1. The Big Game Hunters, See the Cheetah (Uni)
This number, with its bouncy sex kitten insouciance, reclining bucket seats, and Zowie-Flute®, could turn the most sexless bachelor pad into a pulsating discothèque in seconds.
As Pop art as a Lichtenstein print or any Batman episode, “See the Cheetah” was written by Alden Shuman (composer of the 1973 soundtrack to The Devil in Miss Jones), produced by Dave Pell (veteran West Coast bandleader, musician, producer) and Russ Regan (ubiquitous West Coast A&R man), and arranged by our guy Mort Garson. It was a pure distillation of the Los Angeles studio world from the kind of session veterans who could sit down at a table in 1967 and rub their hands together and half an hour later records would be hurtling themselves into heavy rotation over at KHJ.
2. The Distant Galaxy, Blue Scimitar (Verve)
After the engineering fantasies of 1950s Popular Science-style articles and paranoid overtones of the early Space Race, the galaxy assumed more stylish tones in the late ‘60s. At least after watching Star Trek, you could reasonably assume that space was the place for a casual rendezvous. Not to mention those gleaming ensembles of mod, plastic-molded furniture. Think of the Distant Galaxy that way. None of this science business, just soothing light of the nebulae, a place to cool your head after, say, a night of Sake Bombs.
The Distant Galaxy was in reality the studio project of Don Sebesky, a composer and arranger best known for a fruitful series of collaborations with producer Creed Taylor. Their lush, commercial orchestrations for jazz artists were ubiquitous in the late ‘60s twilight of jazz’s mainstream currency. “Blue Scimitar,” which features Richard Spencer on soprano sax and the stinging fuzztone guitar of the young Larry Coryell, was taken from the 1968 Verve album of the same name, the first (and better) of two groovy, lightly psychedelic pop-jazz albums from Sebesky.
3. Marty Manning and the Cheetahs, Tarzan (Tarzan’s March) (Columbia)
Marty Manning was one of many New York City arrangers, composers, and musicians who might play the occasional jazz or pop date, or cut an album or two under their own name. Mostly, though, they toiled and made their living in the anonymity of their studio-bound pop, jazz, and soundtrack work. Manning, one of the busiest, is best known today as the creative genius behind 1961’s The Twilight Zone: A Sound Adventure in Space, a memorable one-off album of outer space-themed exotic percussion, electronic instrumentation and wordless vocals that was loosely affiliated with Rod Serling’s television show.
“Tarzan’s March,” likely recorded around 1966 as a tie-in with the NBC television show, is something else altogether. It would have made a lot of sense as an updated theme for some Dragnet or Perry Mason morality drama, marching forward with fuzztone guitars, organ, and a spirit of justice.

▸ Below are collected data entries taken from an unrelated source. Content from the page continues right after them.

//! # Tests for Handlers
//!
//! Router-level tests for the unauthenticated endpoints and the auth guard.

use axum::{
    Router,
    body::Body,
    http::{Method, Request, StatusCode, header},
    response::Json,
};
use migration::{Migrator, MigratorTrait};
use sea_orm::Database;
use serde_json::Value;
use tower::ServiceExt;

use crate::config::AppConfig;
use crate::handlers::root;
use crate::server::{AppState, create_app};

fn test_config() -> AppConfig {
    AppConfig {
        profile: "test".to_string(),
        jwt_secret: Some("handler-tests-secret-handler-tests-secret".to_string()),
        pbkdf2_iterations: 1_000,
        ..Default::default()
    }
}

async fn test_app() -> Router {
    let db = Database::connect("sqlite::memory:").await.unwrap();
    Migrator::up(&db, None).await.unwrap();
    create_app(AppState::from_config(test_config(), db).unwrap())
}

async fn send(app: &Router, method: Method, uri: &str) -> (StatusCode, axum::http::HeaderMap, Value) {
    let response = app
        .clone()
        .oneshot(
            Request::builder()
                .method(method)
                .uri(uri)
                .body(Body::empty())
                .unwrap(),
        )
        .await
        .unwrap();
    let status = response.status();
    let headers = response.headers().clone();
    let bytes = axum::body::to_bytes(response.into_body(), usize::MAX)
        .await
        .unwrap();
    let body = serde_json::from_slice(&bytes).unwrap_or(Value::Null);
    (status, headers, body)
}

#[tokio::test]
async fn test_root_handler_returns_expected_service_info() {
    let Json(service_info) = root().await;
    assert_eq!(service_info.service, "detecktiv");
    assert_eq!(service_info.version, env!("CARGO_PKG_VERSION"));
}

#[tokio::test]
async fn test_health_endpoints_are_not_cached() {
    let app = test_app().await;

    for path in ["/health", "/healthz"] {
        let (status, headers, body) = send(&app, Method::GET, path).await;
        assert_eq!(status, StatusCode::OK, "{path}");
        assert_eq!(body["status"], "ok");
        assert_eq!(headers[header::CACHE_CONTROL], "no-store");
    }

    let (status, _, _) = send(&app, Method::HEAD, "/health").await;
    assert_eq!(status, StatusCode::OK);
}

#[tokio::test]
async fn test_readiness_and_db_health() {
    let app = test_app().await;

    for path in ["/readiness", "/ready"] {
        let (status, _, body) = send(&app, Method::GET, path).await;
        assert_eq!(status, StatusCode::OK);
        assert_eq!(body["status"], "ready");
        assert_eq!(body["checks"]["db"], true);
        assert_eq!(body["checks"]["companies_house_configured"], false);
    }

    let (status, _, body) = send(&app, Method::GET, "/health/db").await;
    assert_eq!(status, StatusCode::OK);
    assert_eq!(body["database"], "connected");
}

#[tokio::test]
async fn test_info_reports_profile() {
    let app = test_app().await;
    let (status, _, body) = send(&app, Method::GET, "/info").await;
    assert_eq!(status, StatusCode::OK);
    assert_eq!(body["service"], "detecktiv");
    assert_eq!(body["profile"], "test");
}

#[tokio::test]
async fn test_request_id_is_echoed() {
    let app = test_app().await;
    let response = app
        .oneshot(
            Request::builder()
                .uri("/health")
                .header("x-request-id", "req-123")
                .body(Body::empty())
                .unwrap(),
        )
        .await
        .unwrap();
    assert_eq!(response.headers()["x-request-id"], "req-123");
}

#[tokio::test]
async fn test_protected_routes_require_bearer_token() {
    let app = test_app().await;

    for path in ["/v1/auth/me", "/v1/users", "/v1/companies", "/v1/tenants"] {
        let (status, headers, body) = send(&app, Method::GET, path).await;
        assert_eq!(status, StatusCode::UNAUTHORIZED, "{path}");
        assert_eq!(headers[header::WWW_AUTHENTICATE], "Bearer");
        assert!(body["detail"].is_string());
    }
}

#[tokio::test]
async fn test_openapi_document_is_served() {
    let app = test_app().await;
    let (status, _, body) = send(&app, Method::GET, "/openapi.json").await;
    assert_eq!(status, StatusCode::OK);
    assert!(body["paths"]["/v1/auth/login"].is_object());
    assert!(body["components"]["securitySchemes"]["bearer_auth"].is_object());
}

async fn limited_app(limit: u32) -> Router {
    let db = Database::connect("sqlite::memory:").await.unwrap();
    Migrator::up(&db, None).await.unwrap();
    let config = AppConfig {
        rate_limit_requests: limit,
        rate_limit_window_seconds: 60,
        ..test_config()
    };
    create_app(AppState::from_config(config, db).unwrap())
}

async fn send_with(app: &Router, uri: &str, headers: &[(&str, &str)]) -> axum::response::Response {
    let mut request = Request::builder().uri(uri);
    for (name, value) in headers {
        request = request.header(*name, *value);
    }
    app.clone()
        .oneshot(request.body(Body::empty()).unwrap())
        .await
        .unwrap()
}

#[tokio::test]
async fn test_rate_limit_refuses_requests_past_the_window_limit() {
    let app = limited_app(2).await;

    let first = send_with(&app, "/info", &[]).await;
    assert_eq!(first.status(), StatusCode::OK);
    assert_eq!(first.headers()["x-ratelimit-limit"], "2");
    assert_eq!(first.headers()["x-ratelimit-remaining"], "1");
    let reset: i64 = first.headers()["x-ratelimit-reset"]
        .to_str()
        .unwrap()
        .parse()
        .unwrap();
    assert!(reset > chrono::Utc::now().timestamp());

    let second = send_with(&app, "/info", &[]).await;
    assert_eq!(second.status(), StatusCode::OK);
    assert_eq!(second.headers()["x-ratelimit-remaining"], "0");

    let third = send_with(&app, "/info", &[("x-request-id", "limited-1")]).await;
    assert_eq!(third.status(), StatusCode::TOO_MANY_REQUESTS);
    assert_eq!(third.headers()["x-ratelimit-remaining"], "0");
    assert_eq!(third.headers()["x-request-id"], "limited-1");
    let retry_after: u64 = third.headers()[header::RETRY_AFTER]
        .to_str()
        .unwrap()
        .parse()
        .unwrap();
    assert!((1..=60).contains(&retry_after));
    let bytes = axum::body::to_bytes(third.into_body(), usize::MAX)
        .await
        .unwrap();
    let body: Value = serde_json::from_slice(&bytes).unwrap();
    assert_eq!(body["code"], "RATE_LIMITED");

    // Other paths keep their own window.
    let other = send_with(&app, "/", &[]).await;
    assert_eq!(other.status(), StatusCode::OK);
}

#[tokio::test]
async fn test_rate_limit_skips_excluded_paths() {
    let app = limited_app(1).await;

    for _ in 0..5 {
        let response = send_with(&app, "/health", &[]).await;
        assert_eq!(response.status(), StatusCode::OK);
        assert!(response.headers().get("x-ratelimit-limit").is_none());
    }
    for _ in 0..3 {
        let response = send_with(&app, "/metrics", &[]).await;
        assert_ne!(response.status(), StatusCode::TOO_MANY_REQUESTS);
    }
}

#[tokio::test]
async fn test_rate_limit_buckets_are_per_tenant() {
    let app = limited_app(1).await;

    assert_eq!(
        send_with(&app, "/info", &[("x-tenant-id", "acme")]).await.status(),
        StatusCode::OK
    );
    assert_eq!(
        send_with(&app, "/info", &[("x-tenant-id", "acme")]).await.status(),
        StatusCode::TOO_MANY_REQUESTS
    );
    assert_eq!(
        send_with(&app, "/info", &[("x-tenant-id", "globex")]).await.status(),
        StatusCode::OK
    );
}

#[tokio::test]
async fn test_rate_limit_can_be_disabled() {
    let db = Database::connect("sqlite::memory:").await.unwrap();
    Migrator::up(&db, None).await.unwrap();
    let config = AppConfig {
        rate_limit_enabled: false,
        rate_limit_requests: 1,
        ..test_config()
    };
    let app = create_app(AppState::from_config(config, db).unwrap());

    for _ in 0..3 {
        let response = send_with(&app, "/info", &[]).await;
        assert_eq!(response.status(), StatusCode::OK);
        assert!(response.headers().get("x-ratelimit-limit").is_none());
    }
}

#[tokio::test]
async fn test_metrics_endpoint_is_not_cached() {
    let app = test_app().await;
    let response = send_with(&app, "/metrics", &[]).await;
    assert_eq!(response.status(), StatusCode::OK);
    assert_eq!(response.headers()[header::CACHE_CONTROL], "no-store");
    assert!(
        response.headers()[header::CONTENT_TYPE]
            .to_str()
            .unwrap()
            .starts_with("text/plain")
    );
}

I’ve not seen an entry of yours without a single comment recently. Every entry of yours deserves an appreciative coment. This is a typically great entry– obsucre, interesting, well thought out.
Thank you for doing this. It is one of my great pleasures to come see what you have posted.
–DC
Thank you Dave in CO!! Part of Office Naps is just indulging my occasional urges for writing and airing the corners of my records, but it always, ALWAYS helps to get great feedback from listeners/readers.
-Dan
one of the main reasons I come here (apart from the excellent collection of samplers) is to have the honour to read your beautifully written entries.
Thanks!
Gladly heard the US mod version of “Tarzan’s March”, which was revived by Madness on their 1980 album “One Step Beyond” as “Tarzan’s Nuts”. I heard at that time this song originated on some Japanese alien-invasion movies, but the name “S. Lee” on the composer credit seems to be of Chinese origin….
Keep up the good work! From Buis at “Round Wonders”
Pingback: The Middle East after hours, part two | Office Naps
Track 3 is definitely a trippy little affair. Also like track 1.